** Opening SUPPLIED DATA block **

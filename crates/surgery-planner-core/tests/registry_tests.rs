//! NON-OPERABLE registry integration tests.

use std::sync::Arc;
use std::thread;

use chrono::NaiveDate;
use surgery_planner_core::{Case, CaseRegistry, Medication, RegistryError};

fn make_case(id: i64) -> Case {
    Case {
        id,
        urgency: 3,
        time_since_injury: 2,
        functional_impact: 2,
        patient_condition: 2,
        medication: Medication::Acenocumarol,
        last_medication_date: NaiveDate::from_ymd_opt(2024, 2, 20).unwrap(),
        delay_days: 4,
        surgery_type: 2,
        operating_room: 1,
        condition_reason: None,
    }
}

#[test]
fn test_concurrent_promote_succeeds_once() {
    let registry = Arc::new(CaseRegistry::in_memory());
    registry.register(make_case(1), "INR elevado").unwrap();

    let handles: Vec<_> = (0..8)
        .map(|_| {
            let registry = Arc::clone(&registry);
            thread::spawn(move || registry.promote(1))
        })
        .collect();

    let results: Vec<_> = handles.into_iter().map(|h| h.join().unwrap()).collect();
    let successes = results.iter().filter(|r| r.is_ok()).count();
    assert_eq!(successes, 1);
    assert!(results
        .iter()
        .filter_map(|r| r.as_ref().err())
        .all(|e| matches!(e, RegistryError::NotFound { case_id: 1 })));
    assert!(registry.is_empty().unwrap());
}

#[test]
fn test_concurrent_registration_of_distinct_ids() {
    let registry = Arc::new(CaseRegistry::in_memory());

    let handles: Vec<_> = (0..16)
        .map(|id| {
            let registry = Arc::clone(&registry);
            thread::spawn(move || registry.register(make_case(id), "pendiente").map(|_| ()))
        })
        .collect();
    for handle in handles {
        handle.join().unwrap().unwrap();
    }

    assert_eq!(registry.len().unwrap(), 16);
}

#[test]
fn test_reregistration_replaces_reason() {
    let registry = CaseRegistry::in_memory();
    registry.register(make_case(3), "fiebre").unwrap();
    registry.register(make_case(3), "anemia").unwrap();

    assert_eq!(registry.len().unwrap(), 1);
    let entry = registry.entry(3).unwrap().unwrap();
    assert_eq!(entry.reason, "anemia");
    assert_eq!(entry.case.condition_reason.as_deref(), Some("anemia"));
}

#[test]
fn test_promote_clears_reason() {
    let registry = CaseRegistry::in_memory();
    registry.register(make_case(4), "hipopotasemia").unwrap();

    let case = registry.promote(4).unwrap();
    assert_eq!(case.id, 4);
    assert!(case.condition_reason.is_none());
    assert!(!registry.contains(4).unwrap());
    assert!(matches!(
        registry.promote(4),
        Err(RegistryError::NotFound { case_id: 4 })
    ));
}

#[test]
fn test_sqlite_registry_survives_reopen() {
    let dir = tempfile::tempdir().unwrap();
    let path = dir.path().join("registry.db");

    {
        let registry = CaseRegistry::open(&path).unwrap();
        registry.register(make_case(10), "INR elevado").unwrap();
        registry.register(make_case(11), "fiebre").unwrap();
        registry.promote(11).unwrap();
    }

    let registry = CaseRegistry::open(&path).unwrap();
    let ids: Vec<i64> = registry.list().unwrap().iter().map(|e| e.case.id).collect();
    assert_eq!(ids, vec![10]);

    let case = registry.find(10).unwrap().unwrap();
    assert_eq!(case.medication, Medication::Acenocumarol);
    assert_eq!(case.condition_reason.as_deref(), Some("INR elevado"));
}
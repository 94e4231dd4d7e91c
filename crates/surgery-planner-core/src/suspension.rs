//! Earliest surgery date after anticoagulant / antiplatelet suspension.

use chrono::{Days, NaiveDate};
use thiserror::Error;

use crate::models::suspension_days_for;

/// Date format accepted on every inbound date field.
pub const DATE_FORMAT: &str = "%Y-%m-%d";

/// A date that could not be parsed or shifted.
#[derive(Error, Debug, Clone, PartialEq, Eq)]
#[error("Invalid date '{input}', expected YYYY-MM-DD")]
pub struct InvalidDateError {
    pub input: String,
}

/// Parse a `YYYY-MM-DD` date.
pub fn parse_date(input: &str) -> Result<NaiveDate, InvalidDateError> {
    NaiveDate::parse_from_str(input, DATE_FORMAT).map_err(|_| InvalidDateError {
        input: input.to_string(),
    })
}

/// Earliest permissible surgery date for a drug whose last dose was on `last_dose_date`.
///
/// Drugs outside the suspension table (including "Ninguna") need no wait.
pub fn surgery_date(medication: &str, last_dose_date: &str) -> Result<NaiveDate, InvalidDateError> {
    let last_dose = parse_date(last_dose_date)?;
    last_dose
        .checked_add_days(Days::new(suspension_days_for(medication)))
        .ok_or_else(|| InvalidDateError {
            input: last_dose_date.to_string(),
        })
}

** Closing SUPPLIED DATA block **

*ASSIGNMENT*:
All lines with the word "successes" are needed; pull them from the entries and copy each.

*FINAL ANSWER*:
    let successes = results.iter().filter(|r| r.is_ok()).count();
    assert_eq!(successes, 1);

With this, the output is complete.